Jamie Lynn

I got a new laptop for my work. It’s an Aguilera-ugly HP something-or-other laptop. It’s built in a design that aspires to Russia in the seventies and is as heavy as a Lada, which is qwuite light for a car but quite heavy for a supposedly portable computer.  It runs Windows, which apparently is a version of Lunix that works but looks and handles like sex with a goat: not really meant for humans.

Here are a bunch of pictures showing off the monster (which I’ve named Jamie Lynn after B’s baby sister) along with Britney:

It’s not that I don’t like Jamie Lynn. She’s younger than Britney and most likely more energetic.  She’s just never captivated my heart with her beautiful music. That’s the reason I named the new computer Jamie Lynn. It’s younger than Britney (2 GiB RAM is just not enough anymore) and faster (the CPU has more megahitebix or somesuch).

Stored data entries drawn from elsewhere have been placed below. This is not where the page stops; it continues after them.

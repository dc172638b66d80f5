// Load boundary for textures.  Everything that crosses into the renderer is
// converted here to the single canonical pixel layout, 0xAARRGGBB.

use std::ops::{Index, IndexMut};
use std::path::Path;

use crate::renderer::{Argb, Surface, SurfaceError, TRANSPARENT};

/// A texture is a read-only [`Surface`]; no separate type needed.
pub type Texture = Surface;

/// Things that can go wrong when loading or building a texture.
#[derive(Debug, thiserror::Error)]
pub enum TextureError {
    /// The external decoder could not read the file / bytes.
    #[error("cannot decode image: {0}")]
    Decode(#[from] image::ImageError),

    /// Dimensions and pixel data disagree.
    #[error(transparent)]
    Surface(#[from] SurfaceError),
}

/// 256-entry colour table for indexed textures (0xAARRGGBB entries).
pub struct Palette(pub [Argb; 256]);
impl Default for Palette {
    fn default() -> Self {
        Palette([0u32; 256])
    }
}
impl Index<usize> for Palette {
    type Output = Argb;
    fn index(&self, idx: usize) -> &Argb {
        &self.0[idx]
    }
}
impl IndexMut<usize> for Palette {
    fn index_mut(&mut self, idx: usize) -> &mut Argb {
        &mut self.0[idx]
    }
}
impl Palette {
    /// Build from up to 256 colours; missing entries are transparent.
    pub fn from_colors(colors: &[Argb]) -> Self {
        let mut p = Palette::default();
        for (dst, &c) in p.0.iter_mut().zip(colors) {
            *dst = c;
        }
        p
    }
}

/*──────────────────────── channel order ──────────────────────────*/

/// 0xRRGGBBAA → 0xAARRGGBB.
#[inline(always)]
pub const fn rgba_to_argb(rgba: u32) -> Argb {
    rgba.rotate_right(8)
}

/// 0xAARRGGBB → 0xRRGGBBAA.
#[inline(always)]
pub const fn argb_to_rgba(argb: Argb) -> u32 {
    argb.rotate_left(8)
}

/// Pack `R, G, B, A` byte quadruplets (decoder output order) into ARGB
/// words.  Fully transparent pixels collapse to [`TRANSPARENT`], the
/// sentinel the sprite blitter skips.  A trailing partial quadruplet is
/// ignored.
pub fn argb_from_rgba_bytes(bytes: &[u8]) -> Vec<Argb> {
    bytes
        .chunks_exact(4)
        .map(|px| {
            let [r, g, b, a] = [px[0], px[1], px[2], px[3]];
            if a == 0 {
                TRANSPARENT
            } else {
                u32::from_be_bytes([a, r, g, b])
            }
        })
        .collect()
}

/*──────────────────────── constructors ───────────────────────────*/

impl Surface {
    /// Decode an image file (any format the `image` crate knows).
    pub fn load<P: AsRef<Path>>(path: P) -> Result<Texture, TextureError> {
        let path = path.as_ref();
        let img = image::open(path)?.to_rgba8();
        tracing::debug!(
            path = %path.display(),
            width = img.width(),
            height = img.height(),
            "loaded texture"
        );
        Self::from_rgba_image(img)
    }

    /// Decode an in-memory encoded image.
    pub fn from_memory(bytes: &[u8]) -> Result<Texture, TextureError> {
        let img = image::load_from_memory(bytes)?.to_rgba8();
        Self::from_rgba_image(img)
    }

    fn from_rgba_image(img: image::RgbaImage) -> Result<Texture, TextureError> {
        let (w, h) = (img.width() as usize, img.height() as usize);
        let pixels = argb_from_rgba_bytes(img.as_raw());
        Ok(Surface::from_pixels(w, h, pixels)?)
    }

    /// Expand 8-bit palette indices into a true-colour texture.
    pub fn from_indexed(
        width: usize,
        height: usize,
        indices: &[u8],
        palette: &Palette,
    ) -> Result<Texture, TextureError> {
        let pixels = indices.iter().map(|&i| palette[i as usize]).collect();
        Ok(Surface::from_pixels(width, height, pixels)?)
    }

    /// `size`×`size` checkerboard of single-pixel squares, the fallback used
    /// when no image is supplied.
    pub fn checker(size: usize, a: Argb, b: Argb) -> Texture {
        let mut tex = Surface::new(size, size);
        for y in 0..size {
            for x in 0..size {
                tex.set(x as i32, y as i32, if (x ^ y) & 1 == 0 { a } else { b });
            }
        }
        tex
    }
}

/*======================================================================*/
/*                               Tests                                  */
/*======================================================================*/
#[cfg(test)]
mod tests {
    use super::*;

    #[test]
    fn channel_conversion_moves_alpha() {
        assert_eq!(rgba_to_argb(0x11223344), 0x44112233);
        assert_eq!(argb_to_rgba(0x44112233), 0x11223344);
    }

    #[test]
    fn byte_packing_orders_channels_and_keys_out_alpha_zero() {
        let bytes = [0x10, 0x20, 0x30, 0xFF, 0x99, 0x99, 0x99, 0x00, 7];
        assert_eq!(argb_from_rgba_bytes(&bytes), vec![0xFF10_2030, TRANSPARENT]);
    }

    #[test]
    fn indexed_textures_use_palette() {
        let pal = Palette::from_colors(&[0xFF00_0000, 0xFFFF_0000, 0xFF00_FF00]);
        let tex = Surface::from_indexed(2, 2, &[0, 1, 2, 1], &pal).unwrap();
        assert_eq!(tex.pixels(), &[0xFF00_0000, 0xFFFF_0000, 0xFF00_FF00, 0xFFFF_0000]);
    }

    #[test]
    fn indexed_size_mismatch_is_an_error() {
        let pal = Palette::default();
        assert!(matches!(
            Surface::from_indexed(3, 3, &[0; 4], &pal),
            Err(TextureError::Surface(_))
        ));
    }

    #[test]
    fn checker_alternates() {
        let tex = Surface::checker(4, 1, 2);
        assert_eq!(tex.get(0, 0), Some(1));
        assert_eq!(tex.get(1, 0), Some(2));
        assert_eq!(tex.get(1, 1), Some(1));
    }

    #[test]
    fn decodes_png_from_memory() {
        let mut img = image::RgbaImage::new(2, 1);
        img.put_pixel(0, 0, image::Rgba([255, 0, 0, 255]));
        img.put_pixel(1, 0, image::Rgba([0, 0, 255, 0]));
        let mut encoded = Vec::new();
        image::DynamicImage::ImageRgba8(img)
            .write_to(
                &mut std::io::Cursor::new(&mut encoded),
                image::ImageOutputFormat::Png,
            )
            .unwrap();

        let tex = Surface::from_memory(&encoded).unwrap();
        assert_eq!(tex.width(), 2);
        assert_eq!(tex.pixels(), &[0xFFFF_0000, TRANSPARENT]);
    }

    #[test]
    fn garbage_bytes_fail_to_decode() {
        assert!(matches!(
            Surface::from_memory(b"not an image"),
            Err(TextureError::Decode(_))
        ));
    }
}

It’s just more clunky, has a bunch of important-looking LEDs that flash more than a hooker on a slow night, and I had to peel like a billion stickers of the machine just to not get blinded by aggressive colors.

When you get over the hardware, you get to the software. Jamie Lynn boots into Windows (I was also offered BrownOS, but declined as that is even worse than Windows) whereas Britney boots into OS X. I set out to make the experience sort of acceptable, so I started installing ZeusOSX for Windows 7 using this guide for doing it for Vista (part 2).  That was fun.  Also, the guide on overwriting system files almost but not entirely works (I needed to go to Safe Mode to make it work).  Naturally, you also need to install heaps and heaps of Windows updates.

After installing ZeusOSX as well as the included mouse cursors and such, I installed RK Launcher, which is quite crappy and not updated for ages.  I used the installation image from here – I can only strongly recommend download dubious files from the internet and running them – and copied files from the latest nightly build over the files installed.  That provides me with something that is a poor replacement for the Dock but still better than the abomination that comes with Windows.

Naturally, you’ll want to install Safari to get a real web-browser.

After this, Windows looks something like this:

I’ve also installed a B wallpaper. It’s better than regular Windows, but only in the sense that sex with a goat is worse than sex with an attractive goat. I suppose – in fact I have no data to back that up. Join my Facebook group for people who have never had sex with a goat.

Anyway, after that I installed Switcher, which mostly emulates the Expose of the Mac:

I also installed some icons and stuff, but I’ve forgot how I did that.  It’s explained in part 2 of the article linked above.  I could not get the login screens to work because the version of some program or other did not work.

Next up is to install a proper keyboard (how do Windows users tolerate crappy Dell keyboards?) and a decent pointing device.  Now my setup looks like this:

Ah, much better!  After this, you discover something weird.  Whenever you press Cmd-C to copy or Cmd-L to go to the location bar, Windows gets confused.  Apparently the designers of Windows got the Command key mixed up with the Ctrl key, so all key-combinations that righteously should be Cmd-something are instead Ctrl-something.  Weird.  Luckily, we can fix that.  Simply install KeyTweak (is that ever a beautiful web-page – very Windows!) and re-map the Command key to be Ctrl, and restart (it is Windows, after all), and your keyboard should behave in an almost sane way.

After all this, the computer is almost bearable – certainly better than sex with goats (again, no idea if that is true, but if sex with goats is anything like using Windows, this is certainly better).